Lincoln in His Grave
by Peter Orner

When U.S. Attorney Patrick Fitzgerald said the other day that "Lincoln would roll over in his grave" if he knew what Governor Blago was up to, I had to scoff at Fitzgerald's lame insight into Lincoln's character. Blago would have scandalized him? Lincoln wasn't such a prig. He's sleeping fairly soundly on his grave on the hill. And if he is awake he's worried about Iraq or Darfur or what will happen when GM implodes, but not Blago. Only Blagojevich himself would have the chutzpah to actually believe that.

We did, once, have a governor of Illinois who actually had a little integrity and a lot more gumption and maybe this is the time to bring his name back up before we forget about him again:

If I decide they are innocent, I will pardon them if I never hold office another day! -John Peter Altgeld.

Chicago, the night of May 4, 1886. Haymarket Square. A march and rally to support workers striking for an eight-hour day and to protest the killing of two striking workers murdered the day before.
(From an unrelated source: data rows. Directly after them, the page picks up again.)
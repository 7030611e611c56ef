//! Join barrier for dispatched work.

use crossbeam_utils::sync::WaitGroup;
use std::sync::atomic::{AtomicUsize, Ordering};
use std::sync::Arc;

/// Counts outstanding work units and blocks until all of them finish.
///
/// Every unit registers before it is submitted and receives a
/// [`CompletionToken`]; dropping the token deregisters it, even when the
/// unit unwinds.
///
/// # Example
///
/// ```rust
/// use bank_manager::sync::CompletionTracker;
/// use std::thread;
///
/// let tracker = CompletionTracker::new();
/// for _ in 0..3 {
///     let token = tracker.register();
///     thread::spawn(move || drop(token));
/// }
/// let in_flight = tracker.counter();
/// tracker.wait();
/// assert_eq!(in_flight.load(std::sync::atomic::Ordering::Acquire), 0);
/// ```
#[derive(Debug)]
pub struct CompletionTracker {
    group: WaitGroup,
    in_flight: Arc<AtomicUsize>,
}

impl Default for CompletionTracker {
    fn default() -> Self {
        Self::new()
    }
}

impl CompletionTracker {
    /// Creates a tracker with its own in-flight counter.
    pub fn new() -> Self {
        Self::with_counter(Arc::new(AtomicUsize::new(0)))
    }

    /// Creates a tracker that reports into an existing counter.
    pub fn with_counter(in_flight: Arc<AtomicUsize>) -> Self {
        Self {
            group: WaitGroup::new(),
            in_flight,
        }
    }

    /// Registers one unit of work.
    pub fn register(&self) -> CompletionToken {
        self.in_flight.fetch_add(1, Ordering::AcqRel);
        CompletionToken {
            _group: self.group.clone(),
            in_flight: Arc::clone(&self.in_flight),
        }
    }

    /// Units registered and not yet finished.
    pub fn in_flight(&self) -> usize {
        self.in_flight.load(Ordering::Acquire)
    }

    /// The shared in-flight counter.
    pub fn counter(&self) -> Arc<AtomicUsize> {
        Arc::clone(&self.in_flight)
    }

    /// Blocks until every token has been dropped.
    pub fn wait(self) {
        self.group.wait();
    }
}

/// Proof of registration with a [`CompletionTracker`].
#[derive(Debug)]
pub struct CompletionToken {
    _group: WaitGroup,
    in_flight: Arc<AtomicUsize>,
}

impl Drop for CompletionToken {
    fn drop(&mut self) {
        // Runs before `_group` is released, so waiters see zero.
        self.in_flight.fetch_sub(1, Ordering::AcqRel);
    }
}

#[cfg(test)]
mod tests {
    use super::*;
    use std::sync::atomic::AtomicBool;
    use std::thread;
    use std::time::Duration;

    #[test]
    fn test_wait_with_nothing_registered_returns() {
        let tracker = CompletionTracker::new();
        assert_eq!(tracker.in_flight(), 0);
        tracker.wait();
    }

    #[test]
    fn test_register_and_drop() {
        let tracker = CompletionTracker::new();
        let a = tracker.register();
        let b = tracker.register();
        assert_eq!(tracker.in_flight(), 2);

        drop(a);
        assert_eq!(tracker.in_flight(), 1);
        drop(b);
        assert_eq!(tracker.in_flight(), 0);
    }

    #[test]
    fn test_wait_blocks_until_all_done() {
        let tracker = CompletionTracker::new();
        let finished = Arc::new(AtomicBool::new(false));

        let token = tracker.register();
        let flag = Arc::clone(&finished);
        let handle = thread::spawn(move || {
            thread::sleep(Duration::from_millis(50));
            flag.store(true, Ordering::SeqCst);
            drop(token);
        });

        let counter = tracker.counter();
        tracker.wait();
        assert!(finished.load(Ordering::SeqCst));
        assert_eq!(counter.load(Ordering::Acquire), 0);
        handle.join().unwrap();
    }

    #[test]
    fn test_token_released_on_panic() {
        let tracker = CompletionTracker::new();
        let token = tracker.register();

        let handle = thread::spawn(move || {
            let _token = token;
            panic!("unit failed");
        });
        assert!(handle.join().is_err());

        assert_eq!(tracker.in_flight(), 0);
        tracker.wait();
    }
}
At around ten o'clock that night, the police broke up the rally and someone--it has never been determined whom--threw a bomb that killed seven policemen. But the law had to hang somebody for it. Eight men (anarchists!) were rounded up. Seven received death sentences, another got fifteen years. Eventually four were hanged and one committed suicide in prison.

It was John Peter Altgeld--a Chicagoan who became governor in 1893--who pardoned the remaining three. In a statement accompanying the pardons he wrote "... until the State proves from whose hands the bomb came, it is impossible to show any connection between the man who threw it and these defendants."

Needless to say this legal reasoning didn't endear Altgeld to the country. According to the book Altgeld's America by Ray Ginger, The Washington Post said that Altgeld, a German-American, was an "alien himself" and that he had "little or no stake in the problem of American social evolution." The New York Times said that Altgeld would have developed into an out-and-out anarchist himself if his lucky real estate speculations had not turned the course of his natural tendencies. And the Toledo Blade really stuck it to him. "Governor Altgeld has encouraged anarchy, rapine and the overthrow of civilization." Rapine? Altgeld's political career was toast after that.

Another forgotten once-famous American, Vachel Lindsay, wrote a poem about Governor Altgeld, a bit of which I quote here:

Where is Altgeld, brave as the truth,
Whose name the few still say with tears?
Gone to join the ironies with Old John Brown,
Whose fame rings loud for a thousand years.

Even so, for all his courage and idealism, Altgeld was still a real Chicagoan. His hold on the spoils of Democratic patronage would have impressed both Mayor Daleys and maybe even Governor Blagojevich himself. So maybe even Altgeld wouldn't have rolled over in his grave last week...

Peter Orner is the author of Esther Stories (Mariner Books) and The Second Coming of Mavala Shikongo (Little, Brown). He was born and raised in Chicago.